A complete, exact retyping of the data below is required.

*Supplied records*:

________

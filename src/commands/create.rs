//! Report creation command.

use std::path::PathBuf;

use clap::Args;
use dialoguer::Editor;

use crate::output::{self, OutputFormat};
use reportdesk_core::error::AppError;
use reportdesk_state::ReportsStore;

/// Arguments for the create command
#[derive(Debug, Args)]
pub struct CreateArgs {
    /// Owner email address
    #[arg(short, long)]
    pub user_mail: String,

    /// Read the template from a file
    #[arg(short, long, conflicts_with = "template")]
    pub template_file: Option<PathBuf>,

    /// Inline template content
    #[arg(long)]
    pub template: Option<String>,
}

/// Execute the create command
pub async fn execute(args: &CreateArgs, env: &str, format: OutputFormat) -> Result<(), AppError> {
    let template = read_template(&args.template_file, &args.template).await?;

    let client = super::build_client(env)?;
    let mut store = ReportsStore::new(client).await;

    let created = store.create_report(&template, &args.user_mail).await?;

    output::print_success(&format!("Created report {}", created.id));
    output::print_item(&created, format);
    Ok(())
}

/// Resolve the template from a file, an inline flag, or an editor prompt.
pub async fn read_template(
    file: &Option<PathBuf>,
    inline: &Option<String>,
) -> Result<String, AppError> {
    if let Some(path) = file {
        let content = tokio::fs::read_to_string(path)
            .await
            .map_err(|e| AppError::io(format!("Failed to read {}: {e}", path.display())))?;
        return Ok(content);
    }
    if let Some(template) = inline {
        return Ok(template.clone());
    }
    let edited = Editor::new()
        .extension(".html")
        .edit("<html>\n<body>\n</body>\n</html>\n")
        .map_err(|e| AppError::io(format!("Editor failed: {e}")))?;
    edited.ok_or_else(|| AppError::validation("Template editing was cancelled"))
}
//! Report generation command.

use std::path::PathBuf;

use bytes::Bytes;
use clap::Args;

use crate::output;
use reportdesk_core::error::AppError;
use reportdesk_entity::generation::{GenerateReportRequest, SourceFile};
use reportdesk_state::GenerationStore;

/// Arguments for the generate command
#[derive(Debug, Args)]
pub struct GenerateArgs {
    /// Path to the data file (PDF, CSV, or Excel)
    pub file: PathBuf,

    /// Report template identifier
    #[arg(short, long)]
    pub id: i64,

    /// Free-text prompt passed to the LLM
    #[arg(short, long)]
    pub prompt: Option<String>,

    /// Model name override
    #[arg(short, long)]
    pub model: Option<String>,

    /// LLM provider selector
    #[arg(long)]
    pub provider: Option<String>,

    /// Directory to save the generated HTML into
    #[arg(short, long, default_value = ".")]
    pub output_dir: PathBuf,

    /// File name for the generated HTML
    #[arg(short = 'n', long)]
    pub output_name: Option<String>,

    /// Print the generated HTML to stdout instead of saving it
    #[arg(long)]
    pub stdout: bool,
}

/// Execute the generate command
pub async fn execute(args: &GenerateArgs, env: &str) -> Result<(), AppError> {
    if !args.file.exists() {
        return Err(AppError::io(format!(
            "File not found: {}",
            args.file.display()
        )));
    }

    let file_name = args
        .file
        .file_name()
        .and_then(|n| n.to_str())
        .unwrap_or("upload")
        .to_string();
    let mime = mime_guess::from_path(&args.file)
        .first()
        .map(|m| m.to_string());
    let content = tokio::fs::read(&args.file)
        .await
        .map_err(|e| AppError::io(format!("Failed to read file: {e}")))?;

    let source = SourceFile::new(file_name, mime, Bytes::from(content))?;

    output::print_kv("File", &source.file_name);
    output::print_kv("Size", &output::format_file_size(source.size()));
    output::print_kv("Report id", &args.id.to_string());

    let mut request = GenerateReportRequest::new(args.id, source);
    if let Some(prompt) = &args.prompt {
        request = request.with_prompt(prompt);
    }
    if let Some(model) = &args.model {
        request = request.with_model(model);
    }
    if let Some(provider) = &args.provider {
        request = request.with_provider(provider);
    }

    let client = super::build_client(env)?;
    let mut store = GenerationStore::new(client);

    let html = store.generate(request).await?;

    if args.stdout {
        println!("{html}");
        return Ok(());
    }

    let saved = store
        .save_to(&args.output_dir, args.output_name.as_deref())
        .await?;
    if let Some(path) = saved {
        output::print_success(&format!("Generated report saved to {}", path.display()));
    }
    Ok(())
}
//! The report backend API seam.

use async_trait::async_trait;

use reportdesk_core::AppResult;
use reportdesk_entity::generation::GenerateReportRequest;
use reportdesk_entity::report::{
    CreateReportRequest, FilterReportsQuery, ListReportsQuery, Report, ReportPage,
    ToggleReportRequest, UpdateReportRequest,
};

/// Operations exposed by the report backend.
///
/// State containers depend on this trait rather than on a concrete HTTP
/// client, so they can be exercised against an in-memory stub in tests.
#[async_trait]
pub trait ReportApi: Send + Sync {
    /// List reports, newest first, one page at a time.
    async fn list_reports(&self, query: ListReportsQuery) -> AppResult<ReportPage>;

    /// Filter reports by id and optionally by owner email.
    async fn filter_reports(&self, query: FilterReportsQuery) -> AppResult<ReportPage>;

    /// Create a new report template. The template is minified before
    /// transmission.
    async fn create_report(&self, req: CreateReportRequest) -> AppResult<Report>;

    /// Replace the template of an existing report. The template is
    /// minified before transmission.
    async fn update_report(&self, req: UpdateReportRequest) -> AppResult<Report>;

    /// Enable or disable a report template.
    async fn set_report_active(&self, req: ToggleReportRequest) -> AppResult<()>;

    /// Generate a report from an uploaded file. Returns the raw HTML
    /// document produced by the backend.
    async fn generate_report(&self, req: GenerateReportRequest) -> AppResult<String>;
}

________

*Result*:
filename src/commands/create.rs
//! Report creation command.

use std::path::PathBuf;

use clap::Args;
use dialoguer::Editor;

use crate::output::{self, OutputFormat};
use reportdesk_core::error::AppError;
use reportdesk_state::ReportsStore;

/// Arguments for the create command
#[derive(Debug, Args)]
pub struct CreateArgs {
    /// Owner email address
    #[arg(short, long)]
    pub user_mail: String,

    /// Read the template from a file
    #[arg(short, long, conflicts_with = "template")]
    pub template_file: Option<PathBuf>,

    /// Inline template content
    #[arg(long)]
    pub template: Option<String>,
}

/// Execute the create command
pub async fn execute(args: &CreateArgs, env: &str, format: OutputFormat) -> Result<(), AppError> {
    let template = read_template(&args.template_file, &args.template).await?;

    let client = super::build_client(env)?;
    let mut store = ReportsStore::new(client).await;

    let created = store.create_report(&template, &args.user_mail).await?;

    output::print_success(&format!("Created report {}", created.id));
    output::print_item(&created, format);
    Ok(())
}

/// Resolve the template from a file, an inline flag, or an editor prompt.
pub async fn read_template(
    file: &Option<PathBuf>,
    inline: &Option<String>,
) -> Result<String, AppError> {
    if let Some(path) = file {
        let content = tokio::fs::read_to_string(path)
            .await
            .map_err(|e| AppError::io(format!("Failed to read {}: {e}", path.display())))?;
        return Ok(content);
    }
    if let Some(template) = inline {
        return Ok(template.clone());
    }
    let edited = Editor::new()
        .extension(".html")
        .edit("<html>\n<body>\n</body>\n</html>\n")
        .map_err(|e| AppError::io(format!("Editor failed: {e}")))?;
    edited.ok_or_else(|| AppError::validation("Template editing was cancelled"))
}
//! Report generation command.

use std::path::PathBuf;

use bytes::Bytes;
use clap::Args;

use crate::output;
use reportdesk_core::error::AppError;
use reportdesk_entity::generation::{GenerateReportRequest, SourceFile};
use reportdesk_state::GenerationStore;

/// Arguments for the generate command
#[derive(Debug, Args)]
pub struct GenerateArgs {
    /// Path to the data file (PDF, CSV, or Excel)
    pub file: PathBuf,

    /// Report template identifier
    #[arg(short, long)]
    pub id: i64,

    /// Free-text prompt passed to the LLM
    #[arg(short, long)]
    pub prompt: Option<String>,

    /// Model name override
    #[arg(short, long)]
    pub model: Option<String>,

    /// LLM provider selector
    #[arg(long)]
    pub provider: Option<String>,

    /// Directory to save the generated HTML into
    #[arg(short, long, default_value = ".")]
    pub output_dir: PathBuf,

    /// File name for the generated HTML
    #[arg(short = 'n', long)]
    pub output_name: Option<String>,

    /// Print the generated HTML to stdout instead of saving it
    #[arg(long)]
    pub stdout: bool,
}

/// Execute the generate command
pub async fn execute(args: &GenerateArgs, env: &str) -> Result<(), AppError> {
    if !args.file.exists() {
        return Err(AppError::io(format!(
            "File not found: {}",
            args.file.display()
        )));
    }

    let file_name = args
        .file
        .file_name()
        .and_then(|n| n.to_str())
        .unwrap_or("upload")
        .to_string();
    let mime = mime_guess::from_path(&args.file)
        .first()
        .map(|m| m.to_string());
    let content = tokio::fs::read(&args.file)
        .await
        .map_err(|e| AppError::io(format!("Failed to read file: {e}")))?;

    let source = SourceFile::new(file_name, mime, Bytes::from(content))?;

    output::print_kv("File", &source.file_name);
    output::print_kv("Size", &output::format_file_size(source.size()));
    output::print_kv("Report id", &args.id.to_string());

    let mut request = GenerateReportRequest::new(args.id, source);
    if let Some(prompt) = &args.prompt {
        request = request.with_prompt(prompt);
    }
    if let Some(model) = &args.model {
        request = request.with_model(model);
    }
    if let Some(provider) = &args.provider {
        request = request.with_provider(provider);
    }

    let client = super::build_client(env)?;
    let mut store = GenerationStore::new(client);

    let html = store.generate(request).await?;

    if args.stdout {
        println!("{html}");
        return Ok(());
    }

    let saved = store
        .save_to(&args.output_dir, args.output_name.as_deref())
        .await?;
    if let Some(path) = saved {
        output::print_success(&format!("Generated report saved to {}", path.display()));
    }
    Ok(())
}
//! The report backend API seam.

use async_trait::async_trait;

use reportdesk_core::AppResult;
use reportdesk_entity::generation::GenerateReportRequest;
use reportdesk_entity::report::{
    CreateReportRequest, FilterReportsQuery, ListReportsQuery, Report, ReportPage,
    ToggleReportRequest, UpdateReportRequest,
};

/// Operations exposed by the report backend.
///
/// State containers depend on this trait rather than on a concrete HTTP
/// client, so they can be exercised against an in-memory stub in tests.
#[async_trait]
pub trait ReportApi: Send + Sync {
    /// List reports, newest first, one page at a time.
    async fn list_reports(&self, query: ListReportsQuery) -> AppResult<ReportPage>;

    /// Filter reports by id and optionally by owner email.
    async fn filter_reports(&self, query: FilterReportsQuery) -> AppResult<ReportPage>;

    /// Create a new report template. The template is minified before
    /// transmission.
    async fn create_report(&self, req: CreateReportRequest) -> AppResult<Report>;

    /// Replace the template of an existing report. The template is
    /// minified before transmission.
    async fn update_report(&self, req: UpdateReportRequest) -> AppResult<Report>;

    /// Enable or disable a report template.
    async fn set_report_active(&self, req: ToggleReportRequest) -> AppResult<()>;

    /// Generate a report from an uploaded file. Returns the raw HTML
    /// document produced by the backend.
    async fn generate_report(&self, req: GenerateReportRequest) -> AppResult<String>;
}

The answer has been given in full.